Task item:
Could you count the lines in the data that contain "socket"? Reply with the number only.

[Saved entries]
// Fixture Node Contract

use searchbed_core::domain::HttpAuth;

/// Minimal contract test code depends on, regardless of who manages the
/// server process.
///
/// Implemented by [`crate::ElasticsearchExecutor`] (real supervised process)
/// and [`crate::NoopElasticsearch`] (externally supplied server).
pub trait ElasticsearchNode {
    /// Hostname the server is reachable under.
    fn host(&self) -> &str;

    /// HTTP port the server listens on.
    fn port(&self) -> u16;

    /// Credentials used for HTTP access, when configured.
    fn http_auth(&self) -> Option<&HttpAuth>;

    /// Whether the server is up and answering.
    fn running(&self) -> bool;
}
// Shared Helpers for Searchbed Integration Tests

use std::path::{Path, PathBuf};
use std::sync::{Arc, Mutex};
use std::time::Duration;

use searchbed_core::domain::{ElasticsearchConfig, HttpAuth};
use tokio::io::{AsyncReadExt, AsyncWriteExt};
use tokio::net::TcpListener;

/// Install a fmt subscriber once per test binary.
pub fn init_tracing() {
    let _ = tracing_subscriber::fmt()
        .with_env_filter(tracing_subscriber::EnvFilter::from_default_env())
        .try_init();
}

/// Write a stub `elasticsearch` script into `dir`.
///
/// The stub answers `-Vv` with `version_line`, otherwise writes its pid to
/// the file following `-p` and sleeps, standing in for a server that is
/// still busy booting. The test itself runs the HTTP listener the readiness
/// probe talks to.
#[cfg(unix)]
pub fn write_stub_binary(dir: &Path, version_line: &str) -> PathBuf {
    use std::os::unix::fs::PermissionsExt;

    let script = format!(
        "#!/bin/sh\n\
         if [ \"$1\" = \"-Vv\" ]; then\n\
         \techo \"{}\"\n\
         \texit 0\n\
         fi\n\
         if [ \"$1\" = \"-p\" ]; then\n\
         \techo $$ > \"$2\"\n\
         fi\n\
         exec sleep 600\n",
        version_line
    );

    let path = dir.join("elasticsearch");
    std::fs::write(&path, script).unwrap();
    std::fs::set_permissions(&path, std::fs::Permissions::from_mode(0o755)).unwrap();
    path
}

/// Request heads captured by [`spawn_http_stub`].
pub type CapturedRequests = Arc<Mutex<Vec<String>>>;

/// Minimal HTTP responder standing in for the server's HTTP port; records
/// every request head it receives and answers 200.
pub async fn spawn_http_stub() -> (u16, CapturedRequests) {
    let listener = TcpListener::bind("127.0.0.1:0").await.unwrap();
    let port = listener.local_addr().unwrap().port();
    let requests: CapturedRequests = Arc::new(Mutex::new(Vec::new()));

    let captured = requests.clone();
    tokio::spawn(async move {
        loop {
            let Ok((mut socket, _)) = listener.accept().await else {
                break;
            };
            let mut buf = [0u8; 2048];
            let n = socket.read(&mut buf).await.unwrap_or(0);
            captured
                .lock()
                .unwrap()
                .push(String::from_utf8_lossy(&buf[..n]).to_string());
            let _ = socket
                .write_all(b"HTTP/1.1 200 OK\r\ncontent-length: 0\r\nconnection: close\r\n\r\n")
                .await;
        }
    });

    (port, requests)
}

/// A free port with nothing listening on it.
pub fn unbound_port() -> u16 {
    let listener = std::net::TcpListener::bind("127.0.0.1:0").unwrap();
    listener.local_addr().unwrap().port()
}

/// Config pointing at `executable`, with pre-provisioned scratch
/// directories under `dir` (the fixture layer's job, done here by the
/// test).
pub fn config_for(
    executable: PathBuf,
    dir: &Path,
    port: u16,
    http_auth: Option<HttpAuth>,
) -> ElasticsearchConfig {
    let logs_path = dir.join("logs");
    let works_path = dir.join("data");
    std::fs::create_dir_all(&logs_path).unwrap();
    std::fs::create_dir_all(&works_path).unwrap();

    ElasticsearchConfig {
        executable,
        host: "127.0.0.1".to_string(),
        port,
        tcp_port: port + 1,
        pidfile: dir.join("elasticsearch.pid"),
        logs_path,
        works_path,
        cluster_name: "searchbed_integration".to_string(),
        network_publish_host: "127.0.0.1".to_string(),
        index_store_type: "fs".to_string(),
        timeout: Duration::from_secs(15),
        http_auth,
    }
}
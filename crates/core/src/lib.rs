// Searchbed Core - Domain Logic & Ports
// NO infrastructure dependencies (hexagonal layout)

pub mod domain;
pub mod error;
pub mod port;

pub use error::{FixtureError, Result};

pub const VERSION: &str = env!("CARGO_PKG_VERSION");
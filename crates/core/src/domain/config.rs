// Fixture Configuration Domain Model

use std::path::PathBuf;
use std::time::Duration;

use base64::Engine;
use serde::{Deserialize, Serialize};

/// HTTP Basic-auth credential pair
#[derive(Debug, Clone, PartialEq, Eq, Serialize, Deserialize)]
pub struct HttpAuth {
    pub login: String,
    pub password: String,
}

impl HttpAuth {
    pub fn new(login: impl Into<String>, password: impl Into<String>) -> Self {
        Self {
            login: login.into(),
            password: password.into(),
        }
    }

    /// `Authorization` header value: `Basic base64(login:password)`
    ///
    /// Used by the readiness probe and by any client traffic during startup.
    pub fn header_value(&self) -> String {
        let token = base64::engine::general_purpose::STANDARD
            .encode(format!("{}:{}", self.login, self.password));
        format!("Basic {}", token)
    }
}

/// Fixture configuration, immutable after construction.
///
/// Field names are the contract with the surrounding option/config layer;
/// the serde derives exist for that layer, this crate never loads files.
///
/// Invariants the caller owns: `port` and `tcp_port` are distinct and
/// nonzero; `pidfile`, `logs_path` and `works_path` are pre-provisioned
/// locations the spawned process can write to. Neither is enforced here.
#[derive(Debug, Clone, Serialize, Deserialize)]
pub struct ElasticsearchConfig {
    /// Path to the Elasticsearch executable.
    pub executable: PathBuf,
    /// Hostname the server binds and the probe connects to.
    pub host: String,
    /// HTTP port.
    pub port: u16,
    /// Internal transport port.
    pub tcp_port: u16,
    /// Location the server writes its pid to.
    pub pidfile: PathBuf,
    /// Log directory.
    pub logs_path: PathBuf,
    /// Data directory.
    pub works_path: PathBuf,
    /// Cluster name.
    pub cluster_name: String,
    /// Host the server publishes for cluster connections.
    pub network_publish_host: String,
    /// Index store engine (opaque startup flag value).
    pub index_store_type: String,
    /// Wall-clock startup budget.
    pub timeout: Duration,
    /// Credentials for HTTP access, when the server is secured.
    pub http_auth: Option<HttpAuth>,
}

impl ElasticsearchConfig {
    /// Base URL the readiness probe polls.
    pub fn http_url(&self) -> String {
        format!("http://{}:{}", self.host, self.port)
    }
}
// No-op Executor for Externally Managed Servers

use searchbed_core::domain::HttpAuth;

use crate::node::ElasticsearchNode;

/// Stand-in executor used when the Elasticsearch server is supplied
/// externally and the fixture must not manage a process.
///
/// Stores connection details for inspection only; never spawns, never
/// probes, never fails.
#[derive(Debug, Clone)]
pub struct NoopElasticsearch {
    host: String,
    port: u16,
    http_auth: Option<HttpAuth>,
}

impl NoopElasticsearch {
    pub fn new(host: impl Into<String>, port: u16, http_auth: Option<HttpAuth>) -> Self {
        Self {
            host: host.into(),
            port,
            http_auth,
        }
    }
}

impl ElasticsearchNode for NoopElasticsearch {
    fn host(&self) -> &str {
        &self.host
    }

    fn port(&self) -> u16 {
        self.port
    }

    fn http_auth(&self) -> Option<&HttpAuth> {
        self.http_auth.as_ref()
    }

    /// The external server is somebody else's job; report running always.
    fn running(&self) -> bool {
        true
    }
}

Task answer:
3